◆ Assigned task
Copy out all lines from the material that contain the string "used".
****************************************
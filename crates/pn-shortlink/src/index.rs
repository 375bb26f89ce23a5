//! Bidirectional id/notation index

use serde::{Deserialize, Serialize};
use std::collections::HashMap;

/// Id → notation and notation → id maps, persisted as one JSON blob
///
/// ```json
/// {"idToNotation": {"aZ09bY18": "PN:v1/96/"}, "notationToId": {"PN:v1/96/": "aZ09bY18"}}
/// ```
///
/// Missing keys deserialize as empty maps.
#[derive(Debug, Clone, Default, PartialEq, Eq, Serialize, Deserialize)]
#[serde(rename_all = "camelCase")]
pub struct LinkIndex {
    #[serde(default)]
    id_to_notation: HashMap<String, String>,
    #[serde(default)]
    notation_to_id: HashMap<String, String>,
}

impl LinkIndex {
    /// Create empty index
    #[inline]
    #[must_use]
    pub fn new() -> Self {
        Self::default()
    }

    /// Notation stored under `id`
    #[inline]
    #[must_use]
    pub fn notation(&self, id: &str) -> Option<&str> {
        self.id_to_notation.get(id).map(String::as_str)
    }

    /// Id already assigned to `notation`
    #[inline]
    #[must_use]
    pub fn id_for(&self, notation: &str) -> Option<&str> {
        self.notation_to_id.get(notation).map(String::as_str)
    }

    /// Whether `id` is taken
    #[inline]
    #[must_use]
    pub fn contains_id(&self, id: &str) -> bool {
        self.id_to_notation.contains_key(id)
    }

    /// Record a link in both directions
    pub fn insert(&mut self, id: impl Into<String>, notation: impl Into<String>) {
        let id = id.into();
        let notation = notation.into();
        self.notation_to_id.insert(notation.clone(), id.clone());
        self.id_to_notation.insert(id, notation);
    }

    /// Number of stored ids
    #[inline]
    #[must_use]
    pub fn len(&self) -> usize {
        self.id_to_notation.len()
    }

    /// Whether no links are stored
    #[inline]
    #[must_use]
    pub fn is_empty(&self) -> bool {
        self.id_to_notation.is_empty()
    }

    /// Iterate `(id, notation)` pairs in arbitrary order
    pub fn iter(&self) -> impl Iterator<Item = (&str, &str)> {
        self.id_to_notation
            .iter()
            .map(|(id, notation)| (id.as_str(), notation.as_str()))
    }
}

#[cfg(test)]
mod tests {
    use super::*;

    #[test]
    fn insert_both_directions() {
        let mut index = LinkIndex::new();
        index.insert("abc12345", "PN:v1/96/");
        assert_eq!(index.notation("abc12345"), Some("PN:v1/96/"));
        assert_eq!(index.id_for("PN:v1/96/"), Some("abc12345"));
        assert!(index.contains_id("abc12345"));
        assert_eq!(index.len(), 1);
    }

    #[test]
    fn json_layout() {
        let mut index = LinkIndex::new();
        index.insert("abc12345", "PN:v1/6/");
        let json = serde_json::to_string(&index).unwrap();
        assert_eq!(
            json,
            r#"{"idToNotation":{"abc12345":"PN:v1/6/"},"notationToId":{"PN:v1/6/":"abc12345"}}"#
        );
    }

    #[test]
    fn missing_keys_default_empty() {
        let index: LinkIndex = serde_json::from_str("{}").unwrap();
        assert!(index.is_empty());

        let index: LinkIndex =
            serde_json::from_str(r#"{"idToNotation":{"x":"PN:v1/6/"}}"#).unwrap();
        assert_eq!(index.notation("x"), Some("PN:v1/6/"));
        assert_eq!(index.id_for("PN:v1/6/"), None);
    }
}
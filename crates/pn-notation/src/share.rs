//! Share URLs
//!
//! A share URL carries the notation in its fragment, so opening it never
//! sends the layout to a server:
//!
//! ```text
//! https://plates.example/designer#pn=PN%3Av1%2F96%2FA1%3A-CompoundA-10-uM-1
//! ```
//!
//! The fragment is read as `key=value&...`; the first `pn` wins and other
//! keys are ignored.

use crate::codec::{decode, encode};
use crate::grid::DecodedNotation;
use crate::plate::{PlateType, WellId};
use crate::well::WellRecord;
use percent_encoding::{percent_decode_str, utf8_percent_encode, AsciiSet, NON_ALPHANUMERIC};

/// Fragment key holding the notation
pub const FRAGMENT_KEY: &str = "pn";

/// Characters left unescaped, matching JavaScript's `encodeURIComponent`
const COMPONENT: &AsciiSet = &NON_ALPHANUMERIC
    .remove(b'-')
    .remove(b'_')
    .remove(b'.')
    .remove(b'!')
    .remove(b'~')
    .remove(b'*')
    .remove(b'\'')
    .remove(b'(')
    .remove(b')');

/// Percent-encode a notation for use in a URL fragment
#[must_use]
pub fn encode_component(notation: &str) -> String {
    utf8_percent_encode(notation, COMPONENT).to_string()
}

/// Build a share URL for a plate layout
///
/// Any fragment already on `base_url` is replaced. Without a base the result
/// is just the fragment (`#pn=...`), ready to append to the current page.
pub fn create_share_url<'a, I>(plate_type: PlateType, wells: I, base_url: Option<&str>) -> String
where
    I: IntoIterator<Item = (&'a WellId, &'a WellRecord)>,
{
    let notation = encode(plate_type, wells);
    share_url_for_notation(&notation, base_url)
}

/// Build a share URL for an already-encoded notation
#[must_use]
pub fn share_url_for_notation(notation: &str, base_url: Option<&str>) -> String {
    let base = base_url
        .map(|b| b.split_once('#').map_or(b, |(before, _)| before))
        .unwrap_or_default();
    format!("{base}#{FRAGMENT_KEY}={}", encode_component(notation))
}

/// Pull the percent-decoded notation out of a URL or bare fragment
///
/// Accepts a full URL, `#pn=...`, or `pn=...`. Returns `None` when there is
/// no `pn` parameter or its value is not valid percent-encoded UTF-8. The
/// result is not checked against the notation grammar.
#[must_use]
pub fn notation_from_fragment(url: &str) -> Option<String> {
    let fragment = url.split_once('#').map_or(url, |(_, fragment)| fragment);

    let value = fragment.split('&').find_map(|pair| {
        let (key, value) = pair.split_once('=').unwrap_or((pair, ""));
        (key == FRAGMENT_KEY).then_some(value)
    })?;

    percent_decode_str(value)
        .decode_utf8()
        .ok()
        .map(|decoded| decoded.into_owned())
}

/// Decode the plate layout carried by a share URL
///
/// Returns `None` if the URL has no `pn` fragment parameter or the notation
/// does not decode.
#[must_use]
pub fn parse_share_url(url: &str) -> Option<DecodedNotation> {
    let notation = notation_from_fragment(url)?;
    decode(&notation)
}
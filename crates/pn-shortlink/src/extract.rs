//! Share URL handling for the store

use pn_notation::{decode, notation_from_fragment};
use url::Url;

/// Pull a valid notation out of an absolute share URL
///
/// The URL must parse as absolute and carry a `pn` parameter in its fragment
/// whose percent-decoded value decodes as a notation. Any failure yields
/// `None`.
#[must_use]
pub fn extract_notation_from_share_url(url: &str) -> Option<String> {
    let parsed = Url::parse(url).ok()?;
    let notation = notation_from_fragment(parsed.fragment()?)?;
    if notation.is_empty() {
        return None;
    }

    decode(&notation).map(|_| notation)
}

#[cfg(test)]
mod tests {
    use super::*;

    #[test]
    fn extracts_from_absolute_url() {
        let url = "https://plates.example/designer#pn=PN%3Av1%2F96%2FA1%3A-CompoundA-10-uM-1";
        assert_eq!(
            extract_notation_from_share_url(url).as_deref(),
            Some("PN:v1/96/A1:-CompoundA-10-uM-1")
        );
    }

    #[test]
    fn ignores_other_fragment_params() {
        let url = "https://x.test/?a=1#view=grid&pn=PN%3Av1%2F6%2F";
        assert_eq!(extract_notation_from_share_url(url).as_deref(), Some("PN:v1/6/"));
    }

    #[test]
    fn unescaped_fragment_still_works() {
        let url = "https://x.test/#pn=PN:v1/12/A1:HeLa";
        assert_eq!(
            extract_notation_from_share_url(url).as_deref(),
            Some("PN:v1/12/A1:HeLa")
        );
    }

    #[test]
    fn rejects_relative_and_invalid() {
        assert!(extract_notation_from_share_url("#pn=PN%3Av1%2F6%2F").is_none());
        assert!(extract_notation_from_share_url("/designer#pn=PN%3Av1%2F6%2F").is_none());
        assert!(extract_notation_from_share_url("https://x.test/").is_none());
        assert!(extract_notation_from_share_url("https://x.test/#pn=").is_none());
        assert!(extract_notation_from_share_url("https://x.test/#pn=garbage").is_none());
        assert!(extract_notation_from_share_url("not a url").is_none());
    }
}
//! Plate Notation encoder and decoder
//!
//! # Format
//!
//! ```text
//! PN:v<version>/<plateType>/<wellId>:<field>-<field>...*<wellId>:...
//! ```
//!
//! Fields are `cellType`, `compound`, `concentration`, `concentrationUnits`,
//! `replicate`, in that order. Trailing empty fields are dropped; leading and
//! interior ones stay as empty strings so positions keep their meaning.
//! Wells are emitted in [`WellId`] order and wells without data are skipped.
//!
//! Example: `PN:v1/96/A1:CT1-CompA-10-uM-1*A2:CT1-CompA-5-uM-1`

use crate::error::{NotationError, NotationResult};
use crate::escape::{escape_field, split_fields, FIELD_SEPARATOR, WELL_SEPARATOR};
use crate::grid::DecodedNotation;
use crate::plate::{PlateType, WellId};
use crate::well::WellRecord;
use std::collections::BTreeMap;

/// Literal prefix in front of the version number
pub const PREFIX: &str = "PN:v";

/// Format version written by [`encode`]
pub const CURRENT_VERSION: u32 = 1;

const SEGMENT_SEPARATOR: char = '/';
const ID_SEPARATOR: char = ':';

/// Encode a plate layout as a notation string
///
/// Output depends only on the content of `wells`, never on iteration order.
/// Records with no non-blank field are omitted.
pub fn encode<'a, I>(plate_type: PlateType, wells: I) -> String
where
    I: IntoIterator<Item = (&'a WellId, &'a WellRecord)>,
{
    let mut entries: Vec<(&WellId, &WellRecord)> = wells.into_iter().collect();
    entries.sort_by(|(a, _), (b, _)| a.cmp(b));

    let mut notation =
        format!("{PREFIX}{CURRENT_VERSION}{SEGMENT_SEPARATOR}{plate_type}{SEGMENT_SEPARATOR}");
    let mut first = true;
    for (id, record) in entries {
        let Some(fields) = encode_fields(record) else {
            continue;
        };
        if !first {
            notation.push(WELL_SEPARATOR);
        }
        first = false;
        notation.push_str(id.as_str());
        notation.push(ID_SEPARATOR);
        notation.push_str(&fields);
    }
    notation
}

/// Escaped field list for one well, or `None` when the well has no data
fn encode_fields(record: &WellRecord) -> Option<String> {
    let fields = record.notation_fields();
    let used = fields.iter().rposition(|f| !f.is_empty())? + 1;

    let mut body = String::new();
    for (i, field) in fields[..used].iter().enumerate() {
        if i > 0 {
            body.push(FIELD_SEPARATOR);
        }
        body.push_str(&escape_field(field));
    }
    Some(body)
}

/// Decode a notation string
///
/// Returns `None` for anything that does not follow the format. See
/// [`try_decode`] for the reason.
#[must_use]
pub fn decode(notation: &str) -> Option<DecodedNotation> {
    match try_decode(notation) {
        Ok(decoded) => Some(decoded),
        Err(e) => {
            tracing::debug!("Rejected plate notation: {}", e);
            None
        }
    }
}

/// Decode a notation string, reporting why it was rejected
///
/// One malformed well entry rejects the whole notation. Blank entries
/// (such as after a trailing `*`) are skipped, and entries whose fields are
/// all empty are dropped.
///
/// # Errors
/// - `NotationError::MissingPrefix` if the string does not start with `PN:v`
/// - `NotationError::InvalidVersion` if the version is not an integer ≥ 1
/// - `NotationError::MissingSegment` if there is no plate type segment
/// - `NotationError::UnsupportedPlateType` for well counts outside the set
/// - `NotationError::MalformedEntry` if a well entry has no `:`
pub fn try_decode(notation: &str) -> NotationResult<DecodedNotation> {
    let rest = notation
        .strip_prefix(PREFIX)
        .ok_or(NotationError::MissingPrefix)?;

    // Field text never escapes `/`, so everything after the second
    // separator belongs to the well data.
    let mut segments = rest.splitn(3, SEGMENT_SEPARATOR);
    let version = parse_version(segments.next().unwrap_or_default())?;
    let plate_type: PlateType = segments
        .next()
        .ok_or(NotationError::MissingSegment)?
        .parse()?;
    let well_data = segments.next().unwrap_or_default();

    let mut wells = BTreeMap::new();
    for entry in well_data.split(WELL_SEPARATOR) {
        if entry.trim().is_empty() {
            continue;
        }
        let (id, record) = decode_well(entry)?;
        if record.is_empty() {
            continue;
        }
        wells.insert(id, record);
    }

    Ok(DecodedNotation {
        version,
        plate_type,
        wells,
    })
}

fn parse_version(raw: &str) -> NotationResult<u32> {
    if raw.is_empty() || !raw.bytes().all(|b| b.is_ascii_digit()) {
        return Err(NotationError::InvalidVersion(raw.to_string()));
    }
    raw.parse::<u32>()
        .ok()
        .filter(|v| *v >= 1)
        .ok_or_else(|| NotationError::InvalidVersion(raw.to_string()))
}

fn decode_well(entry: &str) -> NotationResult<(WellId, WellRecord)> {
    let (id, data) = entry
        .split_once(ID_SEPARATOR)
        .ok_or_else(|| NotationError::MalformedEntry(entry.to_string()))?;
    let record = WellRecord::from_notation_fields(split_fields(data));
    Ok((WellId::from(id), record))
}

/// Well-entries segment of a notation (everything after the plate type)
pub(crate) fn well_segment(notation: &str) -> &str {
    notation.splitn(3, SEGMENT_SEPARATOR).nth(2).unwrap_or_default()
}

#[cfg(test)]
mod tests {
    use super::*;
    use pretty_assertions::assert_eq;
    use std::collections::HashMap;

    fn compound_a() -> WellRecord {
        WellRecord::new()
            .with_compound("CompoundA")
            .with_concentration("10", "uM")
            .with_replicate(1)
    }

    #[test]
    fn encode_single_well_keeps_leading_empty_field() {
        let wells = BTreeMap::from([(WellId::from("A1"), compound_a())]);
        assert_eq!(
            encode(PlateType::Wells96, &wells),
            "PN:v1/96/A1:-CompoundA-10-uM-1"
        );
    }

    #[test]
    fn encode_drops_trailing_empty_fields() {
        let wells = BTreeMap::from([(WellId::from("B3"), WellRecord::new().with_cell_type("HeLa"))]);
        assert_eq!(encode(PlateType::Wells24, &wells), "PN:v1/24/B3:HeLa");
    }

    #[test]
    fn encode_keeps_interior_empty_fields() {
        let record = WellRecord {
            cell_type: Some("HeLa".into()),
            replicate: Some(2),
            ..WellRecord::default()
        };
        let wells = BTreeMap::from([(WellId::from("A1"), record)]);
        assert_eq!(encode(PlateType::Wells6, &wells), "PN:v1/6/A1:HeLa----2");
    }

    #[test]
    fn encode_empty_grid_has_trailing_slash() {
        let wells: BTreeMap<WellId, WellRecord> = BTreeMap::new();
        assert_eq!(encode(PlateType::Wells384, &wells), "PN:v1/384/");
    }

    #[test]
    fn encode_skips_empty_wells() {
        let wells = BTreeMap::from([
            (WellId::from("A1"), WellRecord::new()),
            (
                WellId::from("A2"),
                WellRecord {
                    compound: Some("  ".into()),
                    ..WellRecord::default()
                },
            ),
            (WellId::from("A3"), WellRecord::new().with_compound("X")),
        ]);
        assert_eq!(encode(PlateType::Wells96, &wells), "PN:v1/96/A3:-X");
    }

    #[test]
    fn encode_sorts_numerically_by_column() {
        let wells: HashMap<WellId, WellRecord> = ["A10", "B1", "A2"]
            .into_iter()
            .map(|id| (WellId::from(id), WellRecord::new().with_cell_type(id)))
            .collect();
        assert_eq!(
            encode(PlateType::Wells96, &wells),
            "PN:v1/96/A2:A2*A10:A10*B1:B1"
        );
    }

    #[test]
    fn encode_escapes_fields() {
        let wells = BTreeMap::from([(WellId::from("A1"), WellRecord::new().with_compound("A-B*C~D"))]);
        assert_eq!(encode(PlateType::Wells96, &wells), "PN:v1/96/A1:-A~dB~aC~~D");
    }

    #[test]
    fn decode_end_to_end_example() {
        let decoded = decode("PN:v1/96/A1:-CompoundA-10-uM-1").unwrap();
        assert_eq!(decoded.version, 1);
        assert_eq!(decoded.plate_type, PlateType::Wells96);
        assert_eq!(decoded.wells.len(), 1);
        assert_eq!(decoded.wells[&WellId::from("A1")], compound_a());
        assert_eq!(decoded.wells[&WellId::from("A1")].cell_type, None);
    }

    #[test]
    fn decode_empty_well_data() {
        let decoded = decode("PN:v1/96/").unwrap();
        assert!(decoded.wells.is_empty());

        // Missing third segment is also an empty plate
        let decoded = decode("PN:v1/12").unwrap();
        assert_eq!(decoded.plate_type, PlateType::Wells12);
        assert!(decoded.wells.is_empty());
    }

    #[test]
    fn decode_accepts_later_versions() {
        let decoded = decode("PN:v3/6/A1:x").unwrap();
        assert_eq!(decoded.version, 3);
    }

    #[test]
    fn decode_rejections() {
        assert_eq!(try_decode("garbage"), Err(NotationError::MissingPrefix));
        assert!(matches!(
            try_decode("PN:v1/7/A1:x"),
            Err(NotationError::UnsupportedPlateType(_))
        ));
        assert!(matches!(
            try_decode("PN:v0/96/"),
            Err(NotationError::InvalidVersion(_))
        ));
        assert!(matches!(
            try_decode("PN:vX/96/"),
            Err(NotationError::InvalidVersion(_))
        ));
        assert!(matches!(
            try_decode("PN:v1"),
            Err(NotationError::MissingSegment)
        ));
        assert!(matches!(
            try_decode("pn:v1/96/"),
            Err(NotationError::MissingPrefix)
        ));
    }

    #[test]
    fn decode_malformed_entry_fails_whole_notation() {
        assert_eq!(
            try_decode("PN:v1/96/A1:x*B2y*C3:z"),
            Err(NotationError::MalformedEntry("B2y".to_string()))
        );
        assert!(decode("PN:v1/96/A1:x*B2y").is_none());
    }

    #[test]
    fn decode_skips_blank_entries() {
        let decoded = decode("PN:v1/96/A1:x**B2:y*").unwrap();
        assert_eq!(decoded.wells.len(), 2);
    }

    #[test]
    fn decode_drops_all_empty_entries() {
        let decoded = decode("PN:v1/96/A1:*A2:---").unwrap();
        assert!(decoded.wells.is_empty());
    }

    #[test]
    fn decode_slash_in_field_text() {
        let wells = BTreeMap::from([(WellId::from("A1"), WellRecord::new().with_concentration("1/2", "v/v"))]);
        let notation = encode(PlateType::Wells96, &wells);
        assert_eq!(decode(&notation).unwrap().wells, wells);
    }

    #[test]
    fn decode_later_duplicate_wins() {
        let decoded = decode("PN:v1/96/A1:first*A1:second").unwrap();
        assert_eq!(
            decoded.wells[&WellId::from("A1")].cell_type.as_deref(),
            Some("second")
        );
    }

    #[test]
    fn well_segment_extraction() {
        assert_eq!(well_segment("PN:v1/96/A1:x*B2:y"), "A1:x*B2:y");
        assert_eq!(well_segment("PN:v1/96/"), "");
        assert_eq!(well_segment("garbage"), "");
    }
}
****************************************
◆ Exercise output
    let used = fields.iter().rposition(|f| !f.is_empty())? + 1;
    for (i, field) in fields[..used].iter().enumerate() {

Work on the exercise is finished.